3

Error while using offline experiences for DDPG. custom environment dimensions (action space and state space) seem to be inconsistent with what is expected in DDPG RLLIB trainer.

Ubuntu, Ray 0.7 version (latest ray), DDPG example, offline dataset. Used sampler builder for offline dataset.

Estimated DQN with this experience data and it ran through. Changed environment action space to be continuous (Box(,1)) and DDPG did not work.

from ray.tune.registry import register_env

TRAIN_BATCH_SIZE = 512
class mmt_ctns_offline_logs(gym.Env):
    def __init__(self):
        self.action_space = Box(0,50,shape=(,1), dtype=np.float32) #one dimension action space, values range 0 to 50 max
        self.observation_space = Box(-100000, 100000, shape=(,58), dtype=np.float32) #58 columns in state space

register_env("mmt_env_ctnaction", lambda config: mmt_ctns_offline_logs()) #register custom environment 

#define the configuration. Some of these are defaults.
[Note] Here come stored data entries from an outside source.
use crate::trip::{
    is_long_enough_destination, Activity, Confirmation, DayActivities, Link, NewActivity, NewLink,
    NewTrip, Participant, Trip, TripUpdate, MIN_DESTINATION_LEN,
};
use crate::validate::{is_valid_email, is_valid_url};
use serde::{Deserialize, Serialize};
use std::fs;
use std::io;
use std::iter::successors;
use std::path::{Path, PathBuf};
use thiserror::Error;
use time::Date;
use tracing::{debug, info};
use uuid::Uuid;

/// The trip-management service that trips, activities, links, and guests
/// are stored in
pub(crate) trait TripServer {
    fn create_trip(&mut self, trip: NewTrip) -> Result<Uuid, ServerError>;

    fn get_trip(&self, trip_id: Uuid) -> Result<Trip, ServerError>;

    /// Rejects date changes that would leave existing activities outside the
    /// trip
    fn update_trip(&mut self, trip_id: Uuid, update: TripUpdate) -> Result<(), ServerError>;

    /// Mark the trip itself as confirmed by its owner
    fn confirm_trip(&mut self, trip_id: Uuid) -> Result<(), ServerError>;

    fn create_activity(
        &mut self,
        trip_id: Uuid,
        activity: NewActivity,
    ) -> Result<Uuid, ServerError>;

    /// Returns one entry for every day of the trip, in order, each listing
    /// that day's activities sorted by time
    fn activities(&self, trip_id: Uuid) -> Result<Vec<DayActivities>, ServerError>;

    fn create_link(&mut self, trip_id: Uuid, link: NewLink) -> Result<Uuid, ServerError>;

    fn links(&self, trip_id: Uuid) -> Result<Vec<Link>, ServerError>;

    fn participants(&self, trip_id: Uuid) -> Result<Vec<Participant>, ServerError>;

    fn confirm_participant(
        &mut self,
        participant_id: Uuid,
        confirmation: Confirmation,
    ) -> Result<(), ServerError>;
}

#[derive(Debug, Error)]
pub(crate) enum ServerError {
    #[error("trip {0} not found")]
    TripNotFound(Uuid),
    #[error("participant {0} not found")]
    ParticipantNotFound(Uuid),
    #[error("request rejected: {0}")]
    Rejected(#[from] Rejection),
    #[error("failed to read trip database {}", path.display())]
    Read { path: PathBuf, source: io::Error },
    #[error("failed to write trip database {}", path.display())]
    Write { path: PathBuf, source: io::Error },
    #[error("failed to decode trip database {}", path.display())]
    Decode {
        path: PathBuf,
        source: serde_json::Error,
    },
    #[error("failed to encode trip database")]
    Encode(#[source] serde_json::Error),
}

/// Reasons for the server to refuse a request
#[derive(Clone, Debug, Eq, Error, PartialEq)]
pub(crate) enum Rejection {
    #[error("destination must be at least {} characters long", MIN_DESTINATION_LEN)]
    DestinationTooShort,
    #[error("trip cannot end before it starts")]
    EndsBeforeStart,
    #[error("invalid email address {0:?}")]
    InvalidEmail(String),
    #[error("activity does not take place during the trip")]
    ActivityOutsideTrip,
    #[error("{0} activities would fall outside the new dates")]
    ActivitiesOutsideNewDates(usize),
    #[error("title must not be empty")]
    EmptyTitle,
    #[error("invalid URL {0:?}")]
    InvalidUrl(String),
    #[error("name must not be empty")]
    EmptyName,
}

/// A `TripServer` that keeps everything in a local JSON document
#[derive(Clone, Debug, Default, Eq, PartialEq)]
pub(crate) struct LocalServer {
    db: Database,
    // `None` for a purely in-memory server
    path: Option<PathBuf>,
}

#[derive(Clone, Debug, Default, Deserialize, Eq, PartialEq, Serialize)]
struct Database {
    trips: Vec<TripRecord>,
}

#[derive(Clone, Debug, Deserialize, Eq, PartialEq, Serialize)]
struct TripRecord {
    trip: Trip,
    #[serde(default)]
    activities: Vec<Activity>,
    #[serde(default)]
    links: Vec<Link>,
    #[serde(default)]
    participants: Vec<Participant>,
}

impl LocalServer {
    #[cfg(test)]
    pub(crate) fn in_memory() -> LocalServer {
        LocalServer::default()
    }

    /// Load the database at `path`.  A nonexistent file is treated as an
    /// empty database and will be created on the first write.
    pub(crate) fn open(path: PathBuf) -> Result<LocalServer, ServerError> {
        let db = match fs::read_to_string(&path) {
            Ok(src) => serde_json::from_str(&src).map_err(|source| ServerError::Decode {
                path: path.clone(),
                source,
            })?,
            Err(e) if e.kind() == io::ErrorKind::NotFound => Database::default(),
            Err(source) => return Err(ServerError::Read { path, source }),
        };
        debug!(path = %path.display(), trips = db.trips.len(), "Loaded trip database");
        Ok(LocalServer {
            db,
            path: Some(path),
        })
    }

    fn persist(&self) -> Result<(), ServerError> {
        let Some(path) = self.path.as_deref() else {
            return Ok(());
        };
        let src = serde_json::to_string_pretty(&self.db).map_err(ServerError::Encode)?;
        write_file(path, &src).map_err(|source| ServerError::Write {
            path: path.to_owned(),
            source,
        })?;
        debug!(path = %path.display(), "Saved trip database");
        Ok(())
    }

    fn record(&self, trip_id: Uuid) -> Result<&TripRecord, ServerError> {
        self.db
            .trips
            .iter()
            .find(|r| r.trip.id == trip_id)
            .ok_or(ServerError::TripNotFound(trip_id))
    }

    fn record_mut(&mut self, trip_id: Uuid) -> Result<&mut TripRecord, ServerError> {
        self.db
            .trips
            .iter_mut()
            .find(|r| r.trip.id == trip_id)
            .ok_or(ServerError::TripNotFound(trip_id))
    }
}

impl TripServer for LocalServer {
    fn create_trip(&mut self, trip: NewTrip) -> Result<Uuid, ServerError> {
        check_trip_details(&trip.destination, trip.starts_at, trip.ends_at)?;
        let mut participants: Vec<Participant> = Vec::with_capacity(trip.emails_to_invite.len());
        for email in trip.emails_to_invite {
            let email = email.trim().to_lowercase();
            if !is_valid_email(&email) {
                return Err(Rejection::InvalidEmail(email).into());
            }
            if participants.iter().all(|p| p.email != email) {
                participants.push(Participant {
                    id: Uuid::new_v4(),
                    name: None,
                    email,
                    is_confirmed: false,
                });
            }
        }
        let id = Uuid::new_v4();
        info!(
            trip_id = %id,
            destination = %trip.destination,
            guests = participants.len(),
            "Created trip"
        );
        self.db.trips.push(TripRecord {
            trip: Trip {
                id,
                destination: trip.destination,
                starts_at: trip.starts_at,
                ends_at: trip.ends_at,
                is_confirmed: false,
            },
            activities: Vec::new(),
            links: Vec::new(),
            participants,
        });
        self.persist()?;
        Ok(id)
    }

    fn get_trip(&self, trip_id: Uuid) -> Result<Trip, ServerError> {
        self.record(trip_id).map(|r| r.trip.clone())
    }

    fn update_trip(&mut self, trip_id: Uuid, update: TripUpdate) -> Result<(), ServerError> {
        check_trip_details(&update.destination, update.starts_at, update.ends_at)?;
        let record = self.record_mut(trip_id)?;
        let stranded = record
            .activities
            .iter()
            .filter(|a| {
                let date = a.occurs_at.date();
                date < update.starts_at || update.ends_at < date
            })
            .count();
        if stranded > 0 {
            return Err(Rejection::ActivitiesOutsideNewDates(stranded).into());
        }
        record.trip.destination = update.destination;
        record.trip.starts_at = update.starts_at;
        record.trip.ends_at = update.ends_at;
        info!(trip_id = %trip_id, "Updated trip");
        self.persist()
    }

    fn confirm_trip(&mut self, trip_id: Uuid) -> Result<(), ServerError> {
        self.record_mut(trip_id)?.trip.is_confirmed = true;
        info!(trip_id = %trip_id, "Confirmed trip");
        self.persist()
    }

    fn create_activity(
        &mut self,
        trip_id: Uuid,
        activity: NewActivity,
    ) -> Result<Uuid, ServerError> {
        if activity.title.trim().is_empty() {
            return Err(Rejection::EmptyTitle.into());
        }
        let record = self.record_mut(trip_id)?;
        if !record.trip.contains(activity.occurs_at.date()) {
            return Err(Rejection::ActivityOutsideTrip.into());
        }
        let id = Uuid::new_v4();
        record.activities.push(Activity {
            id,
            title: activity.title,
            occurs_at: activity.occurs_at,
        });
        info!(trip_id = %trip_id, activity_id = %id, "Created activity");
        self.persist()?;
        Ok(id)
    }

    fn activities(&self, trip_id: Uuid) -> Result<Vec<DayActivities>, ServerError> {
        let record = self.record(trip_id)?;
        let ends_at = record.trip.ends_at;
        Ok(successors(Some(record.trip.starts_at), |d| d.next_day())
            .take_while(|&d| d <= ends_at)
            .map(|date| {
                let mut activities = record
                    .activities
                    .iter()
                    .filter(|a| a.occurs_at.date() == date)
                    .cloned()
                    .collect::<Vec<_>>();
                activities.sort_by_key(|a| a.occurs_at);
                DayActivities { date, activities }
            })
            .collect())
    }

    fn create_link(&mut self, trip_id: Uuid, link: NewLink) -> Result<Uuid, ServerError> {
        if link.title.trim().is_empty() {
            return Err(Rejection::EmptyTitle.into());
        }
        if !is_valid_url(&link.url) {
            return Err(Rejection::InvalidUrl(link.url).into());
        }
        let record = self.record_mut(trip_id)?;
        let id = Uuid::new_v4();
        record.links.push(Link {
            id,
            title: link.title,
            url: link.url,
        });
        info!(trip_id = %trip_id, link_id = %id, "Created link");
        self.persist()?;
        Ok(id)
    }

    fn links(&self, trip_id: Uuid) -> Result<Vec<Link>, ServerError> {
        self.record(trip_id).map(|r| r.links.clone())
    }

    fn participants(&self, trip_id: Uuid) -> Result<Vec<Participant>, ServerError> {
        self.record(trip_id).map(|r| r.participants.clone())
    }

    fn confirm_participant(
        &mut self,
        participant_id: Uuid,
        confirmation: Confirmation,
    ) -> Result<(), ServerError> {
        let name = confirmation.name.trim();
        if name.is_empty() {
            return Err(Rejection::EmptyName.into());
        }
        let email = confirmation.email.trim().to_lowercase();
        if !is_valid_email(&email) {
            return Err(Rejection::InvalidEmail(email).into());
        }
        let participant = self
            .db
            .trips
            .iter_mut()
            .flat_map(|r| r.participants.iter_mut())
            .find(|p| p.id == participant_id)
            .ok_or(ServerError::ParticipantNotFound(participant_id))?;
        participant.name = Some(name.to_owned());
        participant.email = email;
        participant.is_confirmed = true;
        info!(participant_id = %participant_id, "Confirmed participant");
        self.persist()
    }
}

fn check_trip_details(destination: &str, starts_at: Date, ends_at: Date) -> Result<(), Rejection> {
    if !is_long_enough_destination(destination) {
        Err(Rejection::DestinationTooShort)
    } else if ends_at < starts_at {
        Err(Rejection::EndsBeforeStart)
    } else {
        Ok(())
    }
}

fn write_file(path: &Path, contents: &str) -> io::Result<()> {
    if let Some(parent) = path.parent().filter(|p| !p.as_os_str().is_empty()) {
        fs::create_dir_all(parent)?;
    }
    fs::write(path, contents)
}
But I have explicitely defined them for clarify (within my team)
config_dict = {"env": "mmt_env_ctnaction", "evaluation_num_episodes":50, "num_workers": 11, "sample_batch_size": 512, 
               "train_batch_size": TRAIN_BATCH_SIZE, 
               "input": "<experience_replay_folder>/", 
               "output": "<any_folder>", "gamma": 0.99, 
               "horizon": None,  
               "optimizer_class": "SyncReplayOptimizer", 
               "optimizer": {"prioritized_replay":True},
               "actor_hiddens": [128, 64], "actor_hidden_activation": "relu",
               "critic_hiddens": [64, 64], "critic_hidden_activation": "relu", "n_step": 1,
               "target_network_update_freq": 500,
               "input_evaluation": [], 
               "ignore_worker_failures":True, 'log_level': "DEBUG",
    "buffer_size": 50000,
    "prioritized_replay": True,
    "prioritized_replay_alpha": 0.6,
    "prioritized_replay_beta": 0.4,
    "prioritized_replay_eps": 1e-6,
    "compress_observations": False,
    "lr": 1e-3,
    "actor_loss_coeff": 0.1,
    "critic_loss_coeff": 1.0,
    "use_huber": False,
    "huber_threshold": 1.0,
    "l2_reg": 1e-6,
    "grad_norm_clipping": True,
    "learning_starts": 1500,
    }

config = ddpg.DEFAULT_CONFIG.copy() #dqn.DEFAULT_CONFIG.copy()
for k,v in config_dict.items():
    config[k] = v
config_ddpg = config
config_ddpg

run_experiments({
  'NM_testing_DDPG_offpolicy_noIS': {
    'run': 'DDPG',
    'env': 'mmt_env_ctnaction',
    'config': config_ddpg,
    'local_dir': "/oxygen/narasimham/ray/tmp/mmt/mmt_user_27_DDPG/" 
  },
})

Expected results from DDPG iterations.

Actual - ERROR:-

ray.exceptions.RayTaskError: ray_DDPGTrainer:train() (pid=89635, host=ip-10-114-53-179)
  File "/home/ubuntu/anaconda3/envs/tf_p36n/lib/python3.6/site-packages/ray/rllib/utils/tf_run_builder.py", line 49, in get
    self.feed_dict, os.environ.get("TF_TIMELINE_DIR"))
  File "/home/ubuntu/anaconda3/envs/tf_p36n/lib/python3.6/site-packages/ray/rllib/utils/tf_run_builder.py", line 91, in run_timeline
    fetches = sess.run(ops, feed_dict=feed_dict)
  File "/home/ubuntu/anaconda3/envs/tf_p36n/lib/python3.6/site-packages/tensorflow/python/client/session.py", line 877, in run
    run_metadata_ptr)
  File "/home/ubuntu/anaconda3/envs/tf_p36n/lib/python3.6/site-packages/tensorflow/python/client/session.py", line 1076, in _run
    str(subfeed_t.get_shape())))
ValueError: Cannot feed value of shape (512,) for Tensor 'default_policy/action:0', which has shape '(?, 1)'

During handling of the above exception, another exception occurred:

1 Answers1

1

Try with action space definition as follows:

self.action_space = Box(0,50,shape=(1,), dtype=np.float32)